## Work item:
Which lines of the entries hold the string "OrderConfirmed"? Copy each one.

## Provided material:

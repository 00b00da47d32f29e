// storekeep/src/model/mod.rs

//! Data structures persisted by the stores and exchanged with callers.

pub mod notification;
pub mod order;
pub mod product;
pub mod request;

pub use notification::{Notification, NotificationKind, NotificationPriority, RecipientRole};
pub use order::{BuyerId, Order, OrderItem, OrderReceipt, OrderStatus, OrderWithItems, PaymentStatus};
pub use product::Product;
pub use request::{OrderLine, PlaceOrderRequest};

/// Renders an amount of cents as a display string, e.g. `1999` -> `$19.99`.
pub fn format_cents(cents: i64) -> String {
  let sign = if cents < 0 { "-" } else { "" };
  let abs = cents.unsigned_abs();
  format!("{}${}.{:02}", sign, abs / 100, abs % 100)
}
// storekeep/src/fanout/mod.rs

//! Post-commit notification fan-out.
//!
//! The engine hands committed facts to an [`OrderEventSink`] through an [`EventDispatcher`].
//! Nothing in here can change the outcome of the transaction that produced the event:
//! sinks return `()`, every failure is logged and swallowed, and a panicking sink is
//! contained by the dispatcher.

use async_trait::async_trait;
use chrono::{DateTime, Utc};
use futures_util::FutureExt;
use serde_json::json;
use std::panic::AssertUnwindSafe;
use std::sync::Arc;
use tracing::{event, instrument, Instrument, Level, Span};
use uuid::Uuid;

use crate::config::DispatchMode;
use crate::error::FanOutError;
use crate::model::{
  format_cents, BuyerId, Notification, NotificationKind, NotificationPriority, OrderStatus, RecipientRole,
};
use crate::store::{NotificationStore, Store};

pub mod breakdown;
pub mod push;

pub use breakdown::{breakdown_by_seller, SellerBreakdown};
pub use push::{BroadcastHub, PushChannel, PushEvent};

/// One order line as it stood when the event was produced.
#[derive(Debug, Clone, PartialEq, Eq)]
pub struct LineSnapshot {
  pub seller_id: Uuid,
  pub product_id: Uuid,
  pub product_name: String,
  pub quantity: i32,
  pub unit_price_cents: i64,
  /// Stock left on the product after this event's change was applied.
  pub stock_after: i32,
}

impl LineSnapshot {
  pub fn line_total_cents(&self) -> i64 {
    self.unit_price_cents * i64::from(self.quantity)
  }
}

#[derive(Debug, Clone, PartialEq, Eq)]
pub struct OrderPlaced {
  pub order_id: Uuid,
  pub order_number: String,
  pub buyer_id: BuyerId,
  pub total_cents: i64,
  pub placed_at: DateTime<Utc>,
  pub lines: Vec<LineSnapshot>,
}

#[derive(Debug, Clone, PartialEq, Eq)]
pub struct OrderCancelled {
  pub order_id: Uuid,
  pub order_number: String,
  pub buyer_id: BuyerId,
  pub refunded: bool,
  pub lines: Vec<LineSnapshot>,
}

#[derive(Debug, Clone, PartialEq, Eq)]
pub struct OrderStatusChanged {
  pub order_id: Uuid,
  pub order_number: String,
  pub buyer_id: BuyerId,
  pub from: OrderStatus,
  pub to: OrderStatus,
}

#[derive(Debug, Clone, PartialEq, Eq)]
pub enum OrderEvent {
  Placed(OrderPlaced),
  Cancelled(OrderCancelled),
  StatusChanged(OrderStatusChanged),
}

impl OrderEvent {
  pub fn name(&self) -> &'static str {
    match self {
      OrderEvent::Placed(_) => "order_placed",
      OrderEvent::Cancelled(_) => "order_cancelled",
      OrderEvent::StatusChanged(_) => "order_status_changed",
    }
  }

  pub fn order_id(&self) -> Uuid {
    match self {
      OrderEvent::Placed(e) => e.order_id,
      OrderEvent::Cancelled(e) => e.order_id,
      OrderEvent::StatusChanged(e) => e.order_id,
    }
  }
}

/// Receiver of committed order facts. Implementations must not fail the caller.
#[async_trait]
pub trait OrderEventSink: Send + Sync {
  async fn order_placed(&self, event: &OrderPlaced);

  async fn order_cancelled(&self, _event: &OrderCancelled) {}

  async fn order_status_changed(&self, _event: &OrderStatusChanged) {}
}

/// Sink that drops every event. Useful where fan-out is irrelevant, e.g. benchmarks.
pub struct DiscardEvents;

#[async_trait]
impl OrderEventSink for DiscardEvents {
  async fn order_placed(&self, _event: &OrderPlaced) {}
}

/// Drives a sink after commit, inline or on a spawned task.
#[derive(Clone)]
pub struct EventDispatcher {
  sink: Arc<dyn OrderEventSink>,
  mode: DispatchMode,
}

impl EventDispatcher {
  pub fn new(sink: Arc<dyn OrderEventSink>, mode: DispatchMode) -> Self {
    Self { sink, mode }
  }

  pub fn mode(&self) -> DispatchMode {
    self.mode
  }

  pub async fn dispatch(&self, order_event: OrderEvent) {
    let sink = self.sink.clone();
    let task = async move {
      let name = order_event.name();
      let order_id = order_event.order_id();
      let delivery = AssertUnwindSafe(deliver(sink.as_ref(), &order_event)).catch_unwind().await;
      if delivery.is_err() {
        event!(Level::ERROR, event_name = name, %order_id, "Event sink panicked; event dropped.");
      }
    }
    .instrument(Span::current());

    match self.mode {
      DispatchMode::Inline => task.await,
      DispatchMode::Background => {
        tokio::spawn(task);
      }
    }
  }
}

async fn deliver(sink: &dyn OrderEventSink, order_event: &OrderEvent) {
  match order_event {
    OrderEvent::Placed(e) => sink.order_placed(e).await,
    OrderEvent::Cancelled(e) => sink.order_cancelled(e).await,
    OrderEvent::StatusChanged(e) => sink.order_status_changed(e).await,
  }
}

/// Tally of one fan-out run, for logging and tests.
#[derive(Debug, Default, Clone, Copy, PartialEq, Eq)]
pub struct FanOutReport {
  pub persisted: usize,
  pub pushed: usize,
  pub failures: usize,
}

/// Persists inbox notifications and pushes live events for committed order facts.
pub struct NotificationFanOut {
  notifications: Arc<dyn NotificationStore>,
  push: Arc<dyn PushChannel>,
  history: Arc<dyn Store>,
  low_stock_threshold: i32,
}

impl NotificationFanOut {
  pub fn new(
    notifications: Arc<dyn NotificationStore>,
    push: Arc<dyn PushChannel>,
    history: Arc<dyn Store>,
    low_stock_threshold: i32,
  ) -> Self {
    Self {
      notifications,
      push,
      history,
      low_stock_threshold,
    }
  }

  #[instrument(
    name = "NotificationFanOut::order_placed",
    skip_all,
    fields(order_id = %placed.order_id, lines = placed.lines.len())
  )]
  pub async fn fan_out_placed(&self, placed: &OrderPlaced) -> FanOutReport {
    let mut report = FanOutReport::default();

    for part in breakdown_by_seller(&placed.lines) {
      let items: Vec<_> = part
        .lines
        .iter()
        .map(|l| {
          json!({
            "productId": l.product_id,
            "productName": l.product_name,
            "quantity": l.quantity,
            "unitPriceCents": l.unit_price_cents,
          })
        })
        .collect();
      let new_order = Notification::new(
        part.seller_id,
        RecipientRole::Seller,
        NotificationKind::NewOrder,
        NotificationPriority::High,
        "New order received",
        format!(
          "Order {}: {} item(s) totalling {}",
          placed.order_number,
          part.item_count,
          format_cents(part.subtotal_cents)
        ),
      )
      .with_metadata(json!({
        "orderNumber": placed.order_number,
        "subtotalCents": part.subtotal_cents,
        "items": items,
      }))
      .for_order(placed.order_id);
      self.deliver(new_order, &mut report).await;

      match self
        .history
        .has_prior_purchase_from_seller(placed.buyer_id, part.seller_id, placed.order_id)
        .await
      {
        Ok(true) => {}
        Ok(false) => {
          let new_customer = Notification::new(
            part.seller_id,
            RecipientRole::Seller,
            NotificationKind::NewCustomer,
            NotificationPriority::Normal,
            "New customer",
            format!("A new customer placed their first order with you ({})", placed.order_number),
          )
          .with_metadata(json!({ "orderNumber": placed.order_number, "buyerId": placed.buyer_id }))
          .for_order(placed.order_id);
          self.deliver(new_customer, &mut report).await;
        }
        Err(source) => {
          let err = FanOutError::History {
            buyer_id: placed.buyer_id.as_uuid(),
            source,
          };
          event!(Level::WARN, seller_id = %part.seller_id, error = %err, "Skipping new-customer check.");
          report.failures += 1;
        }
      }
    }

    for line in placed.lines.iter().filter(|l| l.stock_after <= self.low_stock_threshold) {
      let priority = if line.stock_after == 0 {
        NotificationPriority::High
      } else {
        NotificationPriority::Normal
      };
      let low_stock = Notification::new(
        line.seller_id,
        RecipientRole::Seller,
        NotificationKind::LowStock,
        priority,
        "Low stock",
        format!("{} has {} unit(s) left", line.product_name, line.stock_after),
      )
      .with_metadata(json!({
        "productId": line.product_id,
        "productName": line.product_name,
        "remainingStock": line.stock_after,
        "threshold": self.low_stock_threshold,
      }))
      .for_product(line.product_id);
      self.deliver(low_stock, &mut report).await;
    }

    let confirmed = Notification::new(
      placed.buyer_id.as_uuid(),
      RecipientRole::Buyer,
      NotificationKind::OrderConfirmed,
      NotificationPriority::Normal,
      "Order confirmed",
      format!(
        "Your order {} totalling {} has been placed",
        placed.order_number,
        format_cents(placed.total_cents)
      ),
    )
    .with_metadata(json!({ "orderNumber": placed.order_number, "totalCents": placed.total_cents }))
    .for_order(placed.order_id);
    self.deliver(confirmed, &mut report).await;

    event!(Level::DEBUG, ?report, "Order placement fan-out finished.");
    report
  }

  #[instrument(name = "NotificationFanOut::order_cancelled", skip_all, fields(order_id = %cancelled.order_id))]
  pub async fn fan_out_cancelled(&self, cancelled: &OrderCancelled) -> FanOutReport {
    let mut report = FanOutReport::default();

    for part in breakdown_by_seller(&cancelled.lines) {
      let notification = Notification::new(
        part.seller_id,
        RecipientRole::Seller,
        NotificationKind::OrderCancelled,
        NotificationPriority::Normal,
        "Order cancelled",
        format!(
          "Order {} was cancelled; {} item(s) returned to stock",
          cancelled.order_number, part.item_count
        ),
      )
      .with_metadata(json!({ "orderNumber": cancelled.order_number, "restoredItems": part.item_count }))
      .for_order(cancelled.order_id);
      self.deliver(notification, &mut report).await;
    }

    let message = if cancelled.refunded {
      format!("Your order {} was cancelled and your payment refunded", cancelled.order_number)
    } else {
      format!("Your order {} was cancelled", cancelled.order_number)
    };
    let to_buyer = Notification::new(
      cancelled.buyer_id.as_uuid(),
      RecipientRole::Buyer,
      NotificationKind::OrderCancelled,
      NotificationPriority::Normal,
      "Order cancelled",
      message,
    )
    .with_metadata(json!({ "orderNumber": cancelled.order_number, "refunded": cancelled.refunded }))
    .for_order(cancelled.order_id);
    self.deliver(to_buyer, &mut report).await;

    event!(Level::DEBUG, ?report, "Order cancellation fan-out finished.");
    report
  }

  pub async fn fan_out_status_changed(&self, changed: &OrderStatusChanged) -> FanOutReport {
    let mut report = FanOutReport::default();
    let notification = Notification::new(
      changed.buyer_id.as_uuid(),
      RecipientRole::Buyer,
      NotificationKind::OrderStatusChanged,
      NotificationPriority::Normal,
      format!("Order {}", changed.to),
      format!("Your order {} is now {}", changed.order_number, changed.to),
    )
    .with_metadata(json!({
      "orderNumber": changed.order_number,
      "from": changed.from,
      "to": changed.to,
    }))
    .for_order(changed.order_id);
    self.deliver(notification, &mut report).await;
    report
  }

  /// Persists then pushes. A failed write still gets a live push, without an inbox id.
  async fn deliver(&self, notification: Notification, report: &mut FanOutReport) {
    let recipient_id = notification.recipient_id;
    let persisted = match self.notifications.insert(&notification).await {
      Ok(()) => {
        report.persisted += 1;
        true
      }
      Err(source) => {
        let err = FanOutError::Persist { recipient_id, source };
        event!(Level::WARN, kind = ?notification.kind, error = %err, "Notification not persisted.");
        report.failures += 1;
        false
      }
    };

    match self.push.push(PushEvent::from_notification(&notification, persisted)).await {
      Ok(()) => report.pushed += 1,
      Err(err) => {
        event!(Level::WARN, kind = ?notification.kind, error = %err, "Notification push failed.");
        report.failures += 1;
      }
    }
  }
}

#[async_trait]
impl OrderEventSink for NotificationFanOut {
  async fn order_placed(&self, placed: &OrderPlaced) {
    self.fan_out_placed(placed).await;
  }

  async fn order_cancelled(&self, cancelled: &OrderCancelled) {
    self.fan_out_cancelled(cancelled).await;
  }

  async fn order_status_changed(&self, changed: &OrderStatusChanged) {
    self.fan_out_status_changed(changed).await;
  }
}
==
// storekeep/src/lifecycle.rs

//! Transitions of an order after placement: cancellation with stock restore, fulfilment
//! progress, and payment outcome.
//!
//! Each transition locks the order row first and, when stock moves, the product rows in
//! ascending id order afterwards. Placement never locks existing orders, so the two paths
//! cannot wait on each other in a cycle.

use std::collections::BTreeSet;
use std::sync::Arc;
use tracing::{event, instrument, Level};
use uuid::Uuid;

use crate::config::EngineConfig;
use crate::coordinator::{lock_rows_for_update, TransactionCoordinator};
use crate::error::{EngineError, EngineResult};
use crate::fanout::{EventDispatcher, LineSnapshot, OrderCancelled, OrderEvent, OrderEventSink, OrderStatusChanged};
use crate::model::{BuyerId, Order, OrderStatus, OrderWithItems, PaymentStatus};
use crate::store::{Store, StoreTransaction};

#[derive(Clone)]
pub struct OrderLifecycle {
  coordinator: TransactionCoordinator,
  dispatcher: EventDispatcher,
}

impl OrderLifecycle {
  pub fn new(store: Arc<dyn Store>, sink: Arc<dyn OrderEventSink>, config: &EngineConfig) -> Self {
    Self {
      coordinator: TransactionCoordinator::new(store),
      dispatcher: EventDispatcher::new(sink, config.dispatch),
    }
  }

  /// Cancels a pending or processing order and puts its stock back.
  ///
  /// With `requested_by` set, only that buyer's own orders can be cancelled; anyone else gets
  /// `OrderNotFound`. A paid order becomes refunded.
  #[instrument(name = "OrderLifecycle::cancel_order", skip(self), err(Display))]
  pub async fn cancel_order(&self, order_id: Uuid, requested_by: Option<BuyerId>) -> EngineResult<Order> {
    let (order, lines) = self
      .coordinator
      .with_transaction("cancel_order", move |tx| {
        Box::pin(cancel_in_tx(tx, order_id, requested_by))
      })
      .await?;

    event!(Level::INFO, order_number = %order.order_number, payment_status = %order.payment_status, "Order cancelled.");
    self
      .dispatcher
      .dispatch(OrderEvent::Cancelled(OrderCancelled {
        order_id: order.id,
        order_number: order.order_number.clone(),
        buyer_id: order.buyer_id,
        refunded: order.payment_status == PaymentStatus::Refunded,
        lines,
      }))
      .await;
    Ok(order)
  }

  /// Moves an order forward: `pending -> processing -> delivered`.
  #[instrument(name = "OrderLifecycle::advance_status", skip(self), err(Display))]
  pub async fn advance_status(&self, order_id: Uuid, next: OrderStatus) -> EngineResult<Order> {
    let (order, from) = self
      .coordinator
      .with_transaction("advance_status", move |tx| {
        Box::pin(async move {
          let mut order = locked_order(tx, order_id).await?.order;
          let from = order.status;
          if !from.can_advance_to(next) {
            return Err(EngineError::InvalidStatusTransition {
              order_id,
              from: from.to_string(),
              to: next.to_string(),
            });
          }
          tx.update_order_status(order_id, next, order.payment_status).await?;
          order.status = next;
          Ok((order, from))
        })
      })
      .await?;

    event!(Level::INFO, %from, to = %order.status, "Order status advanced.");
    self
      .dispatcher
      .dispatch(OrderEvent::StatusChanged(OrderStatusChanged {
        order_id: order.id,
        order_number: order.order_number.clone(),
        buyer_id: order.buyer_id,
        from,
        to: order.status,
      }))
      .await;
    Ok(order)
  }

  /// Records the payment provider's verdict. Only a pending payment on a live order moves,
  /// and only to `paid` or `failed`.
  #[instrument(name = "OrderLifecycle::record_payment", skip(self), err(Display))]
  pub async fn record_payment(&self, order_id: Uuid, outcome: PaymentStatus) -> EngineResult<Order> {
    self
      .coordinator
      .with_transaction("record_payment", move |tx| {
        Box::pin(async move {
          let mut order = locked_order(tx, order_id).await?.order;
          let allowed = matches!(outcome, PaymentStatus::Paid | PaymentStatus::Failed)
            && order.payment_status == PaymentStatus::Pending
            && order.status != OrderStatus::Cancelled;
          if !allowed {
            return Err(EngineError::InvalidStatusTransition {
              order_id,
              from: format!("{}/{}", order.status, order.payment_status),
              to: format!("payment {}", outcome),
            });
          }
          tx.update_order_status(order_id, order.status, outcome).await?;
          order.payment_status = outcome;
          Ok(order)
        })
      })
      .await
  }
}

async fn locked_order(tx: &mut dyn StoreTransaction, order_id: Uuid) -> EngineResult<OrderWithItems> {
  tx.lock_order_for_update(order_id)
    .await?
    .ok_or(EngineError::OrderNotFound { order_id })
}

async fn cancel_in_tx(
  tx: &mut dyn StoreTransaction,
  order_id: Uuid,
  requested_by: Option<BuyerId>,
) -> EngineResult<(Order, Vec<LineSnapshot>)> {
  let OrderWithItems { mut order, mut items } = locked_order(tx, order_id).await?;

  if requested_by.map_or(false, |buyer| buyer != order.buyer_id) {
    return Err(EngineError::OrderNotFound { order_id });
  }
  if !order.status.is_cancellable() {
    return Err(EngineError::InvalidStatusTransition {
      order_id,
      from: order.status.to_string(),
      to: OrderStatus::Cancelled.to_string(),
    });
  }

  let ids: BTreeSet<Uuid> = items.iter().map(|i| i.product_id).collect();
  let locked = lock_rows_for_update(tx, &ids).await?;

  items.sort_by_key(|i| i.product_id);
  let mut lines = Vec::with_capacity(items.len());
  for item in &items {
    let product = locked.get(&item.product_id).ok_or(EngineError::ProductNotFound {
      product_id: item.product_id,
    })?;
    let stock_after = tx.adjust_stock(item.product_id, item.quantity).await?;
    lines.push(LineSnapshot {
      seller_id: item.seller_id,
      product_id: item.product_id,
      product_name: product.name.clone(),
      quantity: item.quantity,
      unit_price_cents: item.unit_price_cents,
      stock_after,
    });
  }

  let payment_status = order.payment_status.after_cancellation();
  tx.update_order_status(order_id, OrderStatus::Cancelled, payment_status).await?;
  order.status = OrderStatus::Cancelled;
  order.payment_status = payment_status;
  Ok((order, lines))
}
==
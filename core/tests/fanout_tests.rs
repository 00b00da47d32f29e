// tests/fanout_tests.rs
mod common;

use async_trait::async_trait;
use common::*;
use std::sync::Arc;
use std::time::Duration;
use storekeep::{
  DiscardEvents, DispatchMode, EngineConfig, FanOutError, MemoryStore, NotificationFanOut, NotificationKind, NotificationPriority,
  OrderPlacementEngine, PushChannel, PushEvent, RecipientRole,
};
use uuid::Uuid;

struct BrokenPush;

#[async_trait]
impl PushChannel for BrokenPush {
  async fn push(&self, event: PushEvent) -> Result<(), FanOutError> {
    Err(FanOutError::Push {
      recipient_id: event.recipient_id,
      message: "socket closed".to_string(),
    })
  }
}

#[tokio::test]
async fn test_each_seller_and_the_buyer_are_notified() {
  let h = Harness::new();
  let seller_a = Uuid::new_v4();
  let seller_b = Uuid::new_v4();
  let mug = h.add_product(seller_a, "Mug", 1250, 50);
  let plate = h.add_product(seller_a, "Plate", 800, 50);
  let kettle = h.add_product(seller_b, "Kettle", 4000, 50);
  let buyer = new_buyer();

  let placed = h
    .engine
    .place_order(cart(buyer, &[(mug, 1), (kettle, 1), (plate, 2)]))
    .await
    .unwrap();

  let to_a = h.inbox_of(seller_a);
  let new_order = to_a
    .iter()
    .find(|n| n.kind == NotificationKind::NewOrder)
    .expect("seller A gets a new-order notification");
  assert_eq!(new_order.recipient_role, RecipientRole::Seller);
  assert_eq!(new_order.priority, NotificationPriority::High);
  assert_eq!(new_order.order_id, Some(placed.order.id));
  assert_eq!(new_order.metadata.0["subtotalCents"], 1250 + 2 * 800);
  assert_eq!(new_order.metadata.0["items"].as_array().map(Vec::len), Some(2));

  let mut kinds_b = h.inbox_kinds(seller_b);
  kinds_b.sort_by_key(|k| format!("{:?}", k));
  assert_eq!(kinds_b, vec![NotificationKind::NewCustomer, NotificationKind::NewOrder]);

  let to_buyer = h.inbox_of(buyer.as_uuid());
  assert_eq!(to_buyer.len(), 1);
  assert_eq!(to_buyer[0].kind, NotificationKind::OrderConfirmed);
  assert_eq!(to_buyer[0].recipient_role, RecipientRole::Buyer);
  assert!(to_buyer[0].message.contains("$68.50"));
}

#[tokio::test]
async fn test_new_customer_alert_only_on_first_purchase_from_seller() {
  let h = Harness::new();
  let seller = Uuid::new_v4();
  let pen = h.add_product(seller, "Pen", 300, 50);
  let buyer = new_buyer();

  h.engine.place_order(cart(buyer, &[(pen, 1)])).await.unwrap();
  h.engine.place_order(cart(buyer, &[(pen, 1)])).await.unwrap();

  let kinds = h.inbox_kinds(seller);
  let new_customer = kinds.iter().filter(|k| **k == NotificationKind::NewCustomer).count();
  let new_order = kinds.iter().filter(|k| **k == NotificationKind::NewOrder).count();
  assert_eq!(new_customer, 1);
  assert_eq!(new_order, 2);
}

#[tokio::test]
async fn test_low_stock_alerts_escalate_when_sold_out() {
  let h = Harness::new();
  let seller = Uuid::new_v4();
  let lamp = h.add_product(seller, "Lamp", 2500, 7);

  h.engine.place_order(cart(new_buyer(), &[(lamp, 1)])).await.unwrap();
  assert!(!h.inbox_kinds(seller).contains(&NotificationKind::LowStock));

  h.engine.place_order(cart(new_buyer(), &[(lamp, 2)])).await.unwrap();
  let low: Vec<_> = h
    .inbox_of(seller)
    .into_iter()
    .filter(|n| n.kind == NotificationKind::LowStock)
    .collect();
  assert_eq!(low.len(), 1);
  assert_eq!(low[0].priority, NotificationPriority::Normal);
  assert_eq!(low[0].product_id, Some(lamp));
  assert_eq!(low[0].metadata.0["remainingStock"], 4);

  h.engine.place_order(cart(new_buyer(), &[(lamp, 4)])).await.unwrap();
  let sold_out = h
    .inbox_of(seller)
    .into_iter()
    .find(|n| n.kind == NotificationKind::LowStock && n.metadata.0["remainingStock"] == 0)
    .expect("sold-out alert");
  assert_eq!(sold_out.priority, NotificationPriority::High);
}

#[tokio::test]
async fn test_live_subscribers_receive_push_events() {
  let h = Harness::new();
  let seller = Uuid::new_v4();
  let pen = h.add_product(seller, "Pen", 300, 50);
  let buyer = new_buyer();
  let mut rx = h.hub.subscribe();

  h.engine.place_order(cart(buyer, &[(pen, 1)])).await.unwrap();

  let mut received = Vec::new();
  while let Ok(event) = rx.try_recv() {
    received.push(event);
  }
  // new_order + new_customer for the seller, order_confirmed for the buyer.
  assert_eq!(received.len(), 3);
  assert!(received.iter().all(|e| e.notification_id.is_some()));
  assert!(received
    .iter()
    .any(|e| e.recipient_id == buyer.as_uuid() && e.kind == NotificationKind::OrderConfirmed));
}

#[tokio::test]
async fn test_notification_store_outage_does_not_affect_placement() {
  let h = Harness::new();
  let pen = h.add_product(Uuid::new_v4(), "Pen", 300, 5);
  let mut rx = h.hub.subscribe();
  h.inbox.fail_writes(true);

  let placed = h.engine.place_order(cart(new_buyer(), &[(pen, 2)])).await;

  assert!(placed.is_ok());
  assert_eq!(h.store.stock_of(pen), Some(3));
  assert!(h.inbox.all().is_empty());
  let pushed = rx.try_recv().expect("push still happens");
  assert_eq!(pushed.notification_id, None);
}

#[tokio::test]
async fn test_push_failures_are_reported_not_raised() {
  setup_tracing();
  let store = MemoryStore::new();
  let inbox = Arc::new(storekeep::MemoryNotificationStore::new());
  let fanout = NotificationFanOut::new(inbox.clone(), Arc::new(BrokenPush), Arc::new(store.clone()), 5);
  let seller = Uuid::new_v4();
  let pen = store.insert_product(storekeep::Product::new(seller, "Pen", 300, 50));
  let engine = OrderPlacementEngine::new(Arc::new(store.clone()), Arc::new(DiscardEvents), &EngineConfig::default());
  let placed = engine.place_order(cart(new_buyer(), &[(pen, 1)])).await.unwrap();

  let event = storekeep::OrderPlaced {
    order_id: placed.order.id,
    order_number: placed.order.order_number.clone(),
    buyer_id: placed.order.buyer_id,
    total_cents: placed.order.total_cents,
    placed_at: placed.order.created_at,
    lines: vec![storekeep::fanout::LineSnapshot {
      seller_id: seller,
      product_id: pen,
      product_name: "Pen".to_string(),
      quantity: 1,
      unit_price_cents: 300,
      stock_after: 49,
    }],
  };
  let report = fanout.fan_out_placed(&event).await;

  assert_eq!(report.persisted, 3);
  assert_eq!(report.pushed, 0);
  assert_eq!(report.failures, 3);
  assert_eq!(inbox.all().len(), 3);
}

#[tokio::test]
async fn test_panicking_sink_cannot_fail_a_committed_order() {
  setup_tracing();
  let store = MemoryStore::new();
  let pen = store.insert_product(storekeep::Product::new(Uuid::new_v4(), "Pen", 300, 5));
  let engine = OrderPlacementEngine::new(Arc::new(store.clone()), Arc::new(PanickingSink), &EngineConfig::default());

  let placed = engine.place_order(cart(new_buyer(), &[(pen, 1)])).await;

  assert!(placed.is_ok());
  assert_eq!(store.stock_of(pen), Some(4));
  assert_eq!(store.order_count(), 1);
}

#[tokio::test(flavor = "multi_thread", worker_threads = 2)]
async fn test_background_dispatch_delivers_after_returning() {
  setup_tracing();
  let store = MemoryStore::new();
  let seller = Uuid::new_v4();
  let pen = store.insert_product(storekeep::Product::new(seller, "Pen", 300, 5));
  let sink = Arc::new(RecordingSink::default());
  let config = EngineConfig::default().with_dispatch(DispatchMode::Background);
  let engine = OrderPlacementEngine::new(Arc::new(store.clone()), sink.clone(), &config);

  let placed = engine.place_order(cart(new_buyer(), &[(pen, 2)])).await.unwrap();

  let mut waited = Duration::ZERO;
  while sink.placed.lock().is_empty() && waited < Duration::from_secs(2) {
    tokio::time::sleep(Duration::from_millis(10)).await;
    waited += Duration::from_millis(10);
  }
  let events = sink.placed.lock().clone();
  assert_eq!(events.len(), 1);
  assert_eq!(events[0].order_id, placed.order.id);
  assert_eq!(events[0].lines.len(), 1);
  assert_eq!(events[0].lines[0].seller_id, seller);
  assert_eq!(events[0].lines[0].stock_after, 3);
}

## Exercise result:
      NotificationKind::OrderConfirmed,
  assert_eq!(to_buyer[0].kind, NotificationKind::OrderConfirmed);
    .any(|e| e.recipient_id == buyer.as_uuid() && e.kind == NotificationKind::OrderConfirmed));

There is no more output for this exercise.